Honor’s Knight, by Rachel Bach: A solid follow-up to the very entertaining Fortune’s Pawn, which I talked about last week.
Outline, by Rachel Cusk: I enjoyed this unusual novel, which focuses on characterization over plot. The narrator, an English woman teaching a writing course during a hot Athens summer, reveals little about herself directly, instead recounting a series of conversations with friends, students, and acquaintances. Bit by bit, as her interlocutors reveal the details of their histories and surroundings, we piece together the narrator’s own character and experiences–just enough for an outline. The old dictum in writing is to show, not tell, but this book is almost all telling (and stylized; the conversations are unusually detailed and tend to lack context), but somehow Ms. Cusk has found a way to show the emotional truth of her narrator’s life. Outline won’t appeal to all readers, but I recommend it to anyone looking for a thoughtful, slow-paced reading experience.

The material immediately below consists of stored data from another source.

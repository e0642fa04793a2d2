//! Error types for MediaDispatch Core

use thiserror::Error;

use crate::capabilities::PropertyId;

/// Result type alias for MediaDispatch Core operations
pub type Result<T> = std::result::Result<T, Error>;

/// Error types that can occur while configuring or negotiating implementations
#[derive(Debug, Error)]
pub enum Error {
    /// Unknown property path or property index
    #[error("Property not found: {0}")]
    NotFound(String),

    /// Value type disagrees with the property's declared type
    #[error("Type mismatch for {property}: expected {expected}, got {actual}")]
    TypeMismatch {
        /// Property that rejected the value
        property: PropertyId,
        /// Declared type of the property
        expected: &'static str,
        /// Type of the supplied value
        actual: &'static str,
    },

    /// Null reference supplied for a property that stores owned data
    #[error("Null pointer supplied for {0}")]
    NullPointer(PropertyId),

    /// A capability category is declared but has no usable combinations
    #[error("Invalid parameter: {0}")]
    InvalidParam(String),

    /// Candidate implementation does not satisfy the requested configuration
    #[error("Unsupported: {0}")]
    Unsupported(String),

    /// Negotiation manifest could not be applied
    #[error("Invalid manifest: {0}")]
    InvalidManifest(String),

    /// I/O error
    #[error("I/O error: {0}")]
    Io(#[from] std::io::Error),

    /// JSON error
    #[error("JSON error: {0}")]
    Json(#[from] serde_json::Error),

    /// YAML error
    #[error("YAML error: {0}")]
    Yaml(#[from] serde_yaml::Error),
}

The Fire Next Time, James Baldwin: Baldwin’s prose is so good—it just moves the reader along effortlessly, like a swift current. The Fire Next Time reminded me of how I felt reading Baldwin’s earlier Notes of a Native Son and Ta-Nehisi Coates’s Between the World and Me, and though much has changed since The Fire Next Time‘s publication, much, alas, has not. It’s still essential reading on race in the United States.

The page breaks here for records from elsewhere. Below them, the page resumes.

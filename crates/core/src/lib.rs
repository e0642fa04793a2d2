//! MediaDispatch Core - Capability negotiation for media backend dispatch
//!
//! This crate decides which of several independently built media
//! implementations (decoder, encoder and video processing backends) can serve
//! an application, based on the constraints the application declares.
//!
//! # Architecture
//!
//! - [`capabilities`]: property schema, config contexts, descriptor
//!   flattening, compatibility checks and the negotiation driver
//! - [`loader`]: owns the application's config contexts and filters a list of
//!   discovered candidates
//! - [`manifest`]: JSON/YAML description of a negotiation session
//!
//! Discovering implementations on disk and loading them is left to the
//! caller; this crate only sees their self-descriptions.
//!
//! # Example
//!
//! ```rust
//! use mediadispatch_core::capabilities::{constants::impl_type, ImplDescription, Variant};
//! use mediadispatch_core::loader::{Candidate, Loader};
//!
//! let mut loader = Loader::new();
//! loader
//!     .create_config()
//!     .set_filter_property("mfxImplDescription.Impl", Variant::U32(impl_type::HARDWARE))
//!     .unwrap();
//!
//! let gpu = Candidate::new(
//!     "gpu",
//!     ImplDescription {
//!         impl_type: impl_type::HARDWARE,
//!         ..Default::default()
//!     },
//! );
//! let cpu = Candidate::new("cpu", ImplDescription::default());
//!
//! let accepted = loader.filter(&[cpu, gpu]);
//! assert_eq!(accepted.len(), 1);
//! assert_eq!(accepted[0].name, "gpu");
//! ```

#![warn(clippy::all)]

pub mod capabilities;

pub mod loader;

pub mod manifest;

// Error types
mod error;
pub use error::{Error, Result};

I have a copy of Outline out from the library and might actually start it today. I’m eager to see what all the fuss is about Rachel Cusk, and hope that I don’t feel alienated by her style. Will you read the other books in the trilogy, do you think (Transit is out, and another is in the works)?

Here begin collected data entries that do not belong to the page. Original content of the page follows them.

//! Config contexts
//!
//! A [`ConfigContext`] is one caller-built bag of property constraints. Each
//! schema entry has one slot, unset until a setter stores a value in it.
//! Pointer-typed values are deep-copied, so a context never borrows from the
//! buffers it was filled from.

use super::constraints::{
    DeviceHandle, PropertyCategory, PropertyId, PropertyValue, PtrData, Range32U, ValueKind,
    Variant, PROPERTY_COUNT,
};
use super::resolver::resolve_property;
use crate::{Error, Result};

/// Caller-owned set of property constraints.
///
/// # Example
///
/// ```rust
/// use mediadispatch_core::capabilities::{constants::codec, ConfigContext, PropertyId, Variant};
///
/// let mut cfg = ConfigContext::new();
/// cfg.set_filter_property(
///     "mfxImplDescription.mfxDecoderDescription.decoder.CodecID",
///     Variant::U32(codec::HEVC),
/// )
/// .unwrap();
///
/// assert_eq!(cfg.u32(PropertyId::DecCodecId), Some(codec::HEVC));
/// ```
#[derive(Debug, Clone, PartialEq, Eq)]
pub struct ConfigContext {
    props: [Option<PropertyValue>; PROPERTY_COUNT],
}

impl Default for ConfigContext {
    fn default() -> Self {
        Self {
            props: std::array::from_fn(|_| None),
        }
    }
}

impl ConfigContext {
    /// Create a context with every property unset.
    pub fn new() -> Self {
        Self::default()
    }

    /// Resolve `path` and store `value` in the matching slot.
    ///
    /// Returns `NotFound` for unknown paths, `TypeMismatch` when the value's
    /// type disagrees with the property, and `NullPointer` for null
    /// references.
    pub fn set_filter_property(&mut self, path: &str, value: Variant<'_>) -> Result<()> {
        let id = resolve_property(path, value.scalar_type())?;
        self.set_property(id, value)
    }

    /// Store `value` in the slot with schema index `index`.
    pub fn set_property_at(&mut self, index: usize, value: Variant<'_>) -> Result<()> {
        let id = PropertyId::from_index(index)
            .ok_or_else(|| Error::NotFound(format!("no property with index {}", index)))?;
        self.set_property(id, value)
    }

    /// Store `value` in the slot for `id`, replacing any previous value.
    pub fn set_property(&mut self, id: PropertyId, value: Variant<'_>) -> Result<()> {
        let kind = id.kind();
        if value.scalar_type() != kind.scalar_type() {
            return Err(Error::TypeMismatch {
                property: id,
                expected: kind.scalar_type().as_str(),
                actual: value.scalar_type().as_str(),
            });
        }

        let stored = match (kind, value) {
            (ValueKind::U16, Variant::U16(v)) => PropertyValue::U16(v),
            (ValueKind::U32, Variant::U32(v)) => PropertyValue::U32(v),
            (_, Variant::Ptr(None)) => {
                // never leave a stale value behind a rejected null
                self.props[id.index()] = None;
                return Err(Error::NullPointer(id));
            }
            (ValueKind::Range, Variant::Ptr(Some(PtrData::Range(range)))) => {
                PropertyValue::Range(*range)
            }
            (ValueKind::Text, Variant::Ptr(Some(PtrData::Text(text)))) => {
                PropertyValue::Text(text.to_owned())
            }
            (ValueKind::Handle, Variant::Ptr(Some(PtrData::Handle(handle)))) => {
                PropertyValue::Handle(handle)
            }
            (kind, value) => {
                return Err(Error::TypeMismatch {
                    property: id,
                    expected: kind.as_str(),
                    actual: value.describe(),
                })
            }
        };

        self.props[id.index()] = Some(stored);
        Ok(())
    }

    /// Reset a slot to unset.
    pub fn clear(&mut self, id: PropertyId) {
        self.props[id.index()] = None;
    }

    /// Stored value for `id`, if set.
    pub fn get(&self, id: PropertyId) -> Option<&PropertyValue> {
        self.props[id.index()].as_ref()
    }

    /// Check whether `id` has a value.
    pub fn is_set(&self, id: PropertyId) -> bool {
        self.props[id.index()].is_some()
    }

    /// Stored `u16` value for `id`.
    pub fn u16(&self, id: PropertyId) -> Option<u16> {
        match self.get(id) {
            Some(PropertyValue::U16(v)) => Some(*v),
            _ => None,
        }
    }

    /// Stored `u32` value for `id`.
    pub fn u32(&self, id: PropertyId) -> Option<u32> {
        match self.get(id) {
            Some(PropertyValue::U32(v)) => Some(*v),
            _ => None,
        }
    }

    /// Stored range for `id`.
    pub fn range(&self, id: PropertyId) -> Option<&Range32U> {
        match self.get(id) {
            Some(PropertyValue::Range(r)) => Some(r),
            _ => None,
        }
    }

    /// Stored text for `id`.
    pub fn text(&self, id: PropertyId) -> Option<&str> {
        match self.get(id) {
            Some(PropertyValue::Text(s)) => Some(s.as_str()),
            _ => None,
        }
    }

    /// Stored device handle for `id`.
    pub fn handle(&self, id: PropertyId) -> Option<DeviceHandle> {
        match self.get(id) {
            Some(PropertyValue::Handle(h)) => Some(*h),
            _ => None,
        }
    }

    /// Function name this context requires the implementation to export.
    pub fn required_function(&self) -> Option<&str> {
        self.text(PropertyId::FunctionName)
    }

    /// Check whether any property of `category` is set.
    pub fn constrains(&self, category: PropertyCategory) -> bool {
        self.iter().any(|(id, _)| id.category() == category)
    }

    /// Iterate over the set properties in schema order.
    pub fn iter(&self) -> impl Iterator<Item = (PropertyId, &PropertyValue)> + '_ {
        PropertyId::ALL
            .iter()
            .zip(self.props.iter())
            .filter_map(|(id, slot)| slot.as_ref().map(|value| (*id, value)))
    }

    /// Number of set properties.
    pub fn len(&self) -> usize {
        self.props.iter().filter(|slot| slot.is_some()).count()
    }

    /// Check whether no property is set.
    pub fn is_empty(&self) -> bool {
        self.len() == 0
    }
}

I have never read anything by James Baldwin. That seems like an unforgivable gap in my knowledge.
I think you liked Outline better than I did, but at least it was different.
Outline’s a funny one, isn’t it? I finished it feeling admiration, if not any emotion even remotely warmer than that. Stylistically it’s interesting and probably fairly significant, and it’s so rare for an author to be willing to give up a reader’s love (and “identification with” their protagonist).
I didn’t ever finish Outline – I enjoyed it while reading, but once I put it down I didn’t care enough about it to pick it back up again. This seems to be a book that can go either way with readers. But when I see people who love it, I feel like I must have been missing something!
I was about to comment how apparently I’m the only one who didn’t like Outline. But then I read your comment section haha. Glad you enjoyed it, though. I plan on reading some Baldwin later this year (Giovanni’s Room).
Also, what the hell … you’re throwing out the color coordination ALREADY?
I read The Fire Next Time for the first time this year, too! James Baldwin is just such an extraordinary writer. I’m not madly fond of his fiction, but I’ve been blown away by basically every one of his essays I’ve ever read.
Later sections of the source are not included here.